Publications
1. Unsupervised Sentiment Analysis using small recurrent language models
Abstract
We explore the possibility of unsupervised byte-level sentiment learning of a sentence in the English language using small recurrent language models. Long Short-Term Memory (LSTM) network is a simple and effective network to use while working with sequential data like text or audio. As LSTM processes the data it learns all the information regarding the given input in the context of all the inputs before that. A. Radford et al [1] provided the evidence that a multiplicative LSTM (mLSTM) [9] is able to learn the concept of sentiment in a manipulable way, but they were able to achieve this result due to the huge amount of data samples used for training. This paper tries to investigate the neuron or neurons responsible for sentiment analysis inside a Long Short-Term Memory (LSTM) network when there is a limited amount of training samples available.

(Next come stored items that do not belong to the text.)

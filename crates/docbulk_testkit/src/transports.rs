//! Transport wrappers for tests.
//!
//! Each wrapper delegates to an inner [`DocumentTransport`] and adds one
//! behavior: counting calls, simulating a concurrent writer, or failing
//! requests outright.

use docbulk_client::{
    ClientError, ClientResult, DocumentTransport, VersionedDocument, WriteAck, WriteRequest,
};
use docbulk_protocol::{
    BulkAction, BulkItemResponse, ConcurrencyToken, OpType, RefreshPolicy, SearchPage,
    SearchRequest,
};
use parking_lot::Mutex;
use std::sync::atomic::{AtomicU32, AtomicU64, Ordering};
use std::time::Duration;

/// Snapshot of the calls seen by a [`CountingTransport`].
#[derive(Debug, Clone, Copy, Default, PartialEq, Eq)]
pub struct CallCounts {
    /// Bulk requests.
    pub bulk: u64,
    /// Actions sent across all bulk requests.
    pub bulk_actions: u64,
    /// Single-document reads.
    pub get: u64,
    /// Single-document writes.
    pub write: u64,
    /// Single-document deletes.
    pub delete: u64,
    /// Initial searches.
    pub search: u64,
    /// Cursor advances.
    pub advance: u64,
    /// Cursor releases.
    pub release: u64,
    /// Counts.
    pub count: u64,
    /// Refreshes.
    pub refresh: u64,
}

#[derive(Default)]
struct Counters {
    bulk: AtomicU64,
    bulk_actions: AtomicU64,
    get: AtomicU64,
    write: AtomicU64,
    delete: AtomicU64,
    search: AtomicU64,
    advance: AtomicU64,
    release: AtomicU64,
    count: AtomicU64,
    refresh: AtomicU64,
}

fn bump(counter: &AtomicU64) {
    counter.fetch_add(1, Ordering::Relaxed);
}

/// Counts every call before delegating.
pub struct CountingTransport<X> {
    inner: X,
    counters: Counters,
    batch_sizes: Mutex<Vec<usize>>,
}

impl<X: DocumentTransport> CountingTransport<X> {
    /// Wraps a transport.
    pub fn new(inner: X) -> Self {
        Self {
            inner,
            counters: Counters::default(),
            batch_sizes: Mutex::new(Vec::new()),
        }
    }

    /// Returns the size of every bulk request, in call order.
    pub fn batch_sizes(&self) -> Vec<usize> {
        self.batch_sizes.lock().clone()
    }

    /// Returns the wrapped transport.
    pub fn inner(&self) -> &X {
        &self.inner
    }

    /// Returns the calls seen so far.
    pub fn counts(&self) -> CallCounts {
        let c = &self.counters;
        CallCounts {
            bulk: c.bulk.load(Ordering::Relaxed),
            bulk_actions: c.bulk_actions.load(Ordering::Relaxed),
            get: c.get.load(Ordering::Relaxed),
            write: c.write.load(Ordering::Relaxed),
            delete: c.delete.load(Ordering::Relaxed),
            search: c.search.load(Ordering::Relaxed),
            advance: c.advance.load(Ordering::Relaxed),
            release: c.release.load(Ordering::Relaxed),
            count: c.count.load(Ordering::Relaxed),
            refresh: c.refresh.load(Ordering::Relaxed),
        }
    }
}

impl<X: DocumentTransport> DocumentTransport for CountingTransport<X> {
    fn bulk_write(
        &self,
        index: &str,
        actions: &[BulkAction],
        refresh: RefreshPolicy,
    ) -> ClientResult<Vec<BulkItemResponse>> {
        bump(&self.counters.bulk);
        self.counters
            .bulk_actions
            .fetch_add(actions.len() as u64, Ordering::Relaxed);
        self.batch_sizes.lock().push(actions.len());
        self.inner.bulk_write(index, actions, refresh)
    }

    fn get(&self, index: &str, id: &str) -> ClientResult<Option<VersionedDocument>> {
        bump(&self.counters.get);
        self.inner.get(index, id)
    }

    fn write(&self, index: &str, request: &WriteRequest) -> ClientResult<WriteAck> {
        bump(&self.counters.write);
        self.inner.write(index, request)
    }

    fn delete(
        &self,
        index: &str,
        id: &str,
        token: Option<ConcurrencyToken>,
        refresh: RefreshPolicy,
    ) -> ClientResult<WriteAck> {
        bump(&self.counters.delete);
        self.inner.delete(index, id, token, refresh)
    }

    fn search(
        &self,
        index: &str,
        request: &SearchRequest,
        scroll: Option<Duration>,
    ) -> ClientResult<SearchPage> {
        bump(&self.counters.search);
        self.inner.search(index, request, scroll)
    }

    fn advance_cursor(&self, scroll_id: &str, ttl: Duration) -> ClientResult<SearchPage> {
        bump(&self.counters.advance);
        self.inner.advance_cursor(scroll_id, ttl)
    }

    fn release_cursor(&self, scroll_id: &str) -> ClientResult<()> {
        bump(&self.counters.release);
        self.inner.release_cursor(scroll_id)
    }

    fn count(&self, index: &str, query: Option<&serde_json::Value>) -> ClientResult<u64> {
        bump(&self.counters.count);
        self.inner.count(index, query)
    }

    fn refresh(&self, index: &str) -> ClientResult<()> {
        bump(&self.counters.refresh);
        self.inner.refresh(index)
    }
}

/// Simulates a concurrent writer.
///
/// Before every token-guarded write (single or bulk) the wrapper rewrites
/// the target document unchanged, which moves its version on and makes the
/// guarded write conflict. Unguarded requests pass through untouched.
pub struct ContendedTransport<X> {
    inner: X,
    remaining: AtomicU32,
    interferences: AtomicU32,
}

impl<X: DocumentTransport> ContendedTransport<X> {
    /// Interferes with every guarded write.
    pub fn always(inner: X) -> Self {
        Self::times(inner, u32::MAX)
    }

    /// Interferes with the next `n` guarded writes.
    pub fn times(inner: X, n: u32) -> Self {
        Self {
            inner,
            remaining: AtomicU32::new(n),
            interferences: AtomicU32::new(0),
        }
    }

    /// Returns the wrapped transport.
    pub fn inner(&self) -> &X {
        &self.inner
    }

    /// Returns how many writes were interfered with.
    pub fn interferences(&self) -> u32 {
        self.interferences.load(Ordering::SeqCst)
    }

    fn take_turn(&self) -> bool {
        self.remaining
            .fetch_update(Ordering::SeqCst, Ordering::SeqCst, |n| match n {
                0 => None,
                u32::MAX => Some(u32::MAX),
                n => Some(n - 1),
            })
            .is_ok()
    }

    fn interfere(&self, index: &str, id: &str) -> ClientResult<()> {
        if !self.take_turn() {
            return Ok(());
        }
        if let Some(current) = self.inner.get(index, id)? {
            let rewrite = WriteRequest::index(Some(id.to_string()), current.source);
            self.inner.write(index, &rewrite)?;
            self.interferences.fetch_add(1, Ordering::SeqCst);
        }
        Ok(())
    }
}

impl<X: DocumentTransport> DocumentTransport for ContendedTransport<X> {
    fn bulk_write(
        &self,
        index: &str,
        actions: &[BulkAction],
        refresh: RefreshPolicy,
    ) -> ClientResult<Vec<BulkItemResponse>> {
        for action in actions {
            if let (OpType::Index, Some(_), Some(id)) = (action.op_type, action.token, &action.id) {
                self.interfere(action.index.as_deref().unwrap_or(index), id)?;
            }
        }
        self.inner.bulk_write(index, actions, refresh)
    }

    fn get(&self, index: &str, id: &str) -> ClientResult<Option<VersionedDocument>> {
        self.inner.get(index, id)
    }

    fn write(&self, index: &str, request: &WriteRequest) -> ClientResult<WriteAck> {
        if let (Some(_), Some(id)) = (request.token, &request.id) {
            self.interfere(index, id)?;
        }
        self.inner.write(index, request)
    }

    fn delete(
        &self,
        index: &str,
        id: &str,
        token: Option<ConcurrencyToken>,
        refresh: RefreshPolicy,
    ) -> ClientResult<WriteAck> {
        if token.is_some() {
            self.interfere(index, id)?;
        }
        self.inner.delete(index, id, token, refresh)
    }

    fn search(
        &self,
        index: &str,
        request: &SearchRequest,
        scroll: Option<Duration>,
    ) -> ClientResult<SearchPage> {
        self.inner.search(index, request, scroll)
    }

    fn advance_cursor(&self, scroll_id: &str, ttl: Duration) -> ClientResult<SearchPage> {
        self.inner.advance_cursor(scroll_id, ttl)
    }

    fn release_cursor(&self, scroll_id: &str) -> ClientResult<()> {
        self.inner.release_cursor(scroll_id)
    }

    fn count(&self, index: &str, query: Option<&serde_json::Value>) -> ClientResult<u64> {
        self.inner.count(index, query)
    }

    fn refresh(&self, index: &str) -> ClientResult<()> {
        self.inner.refresh(index)
    }
}

/// Fails the next `n` bulk requests with a retryable transport error
/// without reaching the inner transport.
pub struct FailingBulkTransport<X> {
    inner: X,
    remaining: AtomicU32,
}

impl<X: DocumentTransport> FailingBulkTransport<X> {
    /// Wraps a transport; the next `n` bulk requests fail.
    pub fn new(inner: X, n: u32) -> Self {
        Self {
            inner,
            remaining: AtomicU32::new(n),
        }
    }

    /// Returns the wrapped transport.
    pub fn inner(&self) -> &X {
        &self.inner
    }
}

impl<X: DocumentTransport> DocumentTransport for FailingBulkTransport<X> {
    fn bulk_write(
        &self,
        index: &str,
        actions: &[BulkAction],
        refresh: RefreshPolicy,
    ) -> ClientResult<Vec<BulkItemResponse>> {
        let fail = self
            .remaining
            .fetch_update(Ordering::SeqCst, Ordering::SeqCst, |n| n.checked_sub(1))
            .is_ok();
        if fail {
            return Err(ClientError::transport_retryable("connection reset by peer"));
        }
        self.inner.bulk_write(index, actions, refresh)
    }

    fn get(&self, index: &str, id: &str) -> ClientResult<Option<VersionedDocument>> {
        self.inner.get(index, id)
    }

    fn write(&self, index: &str, request: &WriteRequest) -> ClientResult<WriteAck> {
        self.inner.write(index, request)
    }

    fn delete(
        &self,
        index: &str,
        id: &str,
        token: Option<ConcurrencyToken>,
        refresh: RefreshPolicy,
    ) -> ClientResult<WriteAck> {
        self.inner.delete(index, id, token, refresh)
    }

    fn search(
        &self,
        index: &str,
        request: &SearchRequest,
        scroll: Option<Duration>,
    ) -> ClientResult<SearchPage> {
        self.inner.search(index, request, scroll)
    }

    fn advance_cursor(&self, scroll_id: &str, ttl: Duration) -> ClientResult<SearchPage> {
        self.inner.advance_cursor(scroll_id, ttl)
    }

    fn release_cursor(&self, scroll_id: &str) -> ClientResult<()> {
        self.inner.release_cursor(scroll_id)
    }

    fn count(&self, index: &str, query: Option<&serde_json::Value>) -> ClientResult<u64> {
        self.inner.count(index, query)
    }

    fn refresh(&self, index: &str) -> ClientResult<()> {
        self.inner.refresh(index)
    }
}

2. Predicting Biological Oxygen Demand and pH of Water with Multiple Regression Methods
Abstract
This paper compares the learning curve generated by different machine learning models by predicting Biological Oxygen Demand (BOD) and pH given Chemical Oxygen Demand in the water sample. The continuing advancements in the field of sensor interface development are to calibrate and correct the inherent non-idealities present in transducers forced us to work in this area. Machine Learning algorithms have made a profound impact in the field of Science and Engineering in the past few decades. The purpose of this paper is to propose an approach which is more users friendly and fast in operation by modelling and optimization of sensor used for dissolved oxygen measurement. This is to overcome several drawbacks generally found in the previous work like complex designing, nonlinearity and long computation time. It is found that there is a possibility to replace hardware sensor technology by Machine Learning and Artificial Intelligence provided appropriate and sufficient data.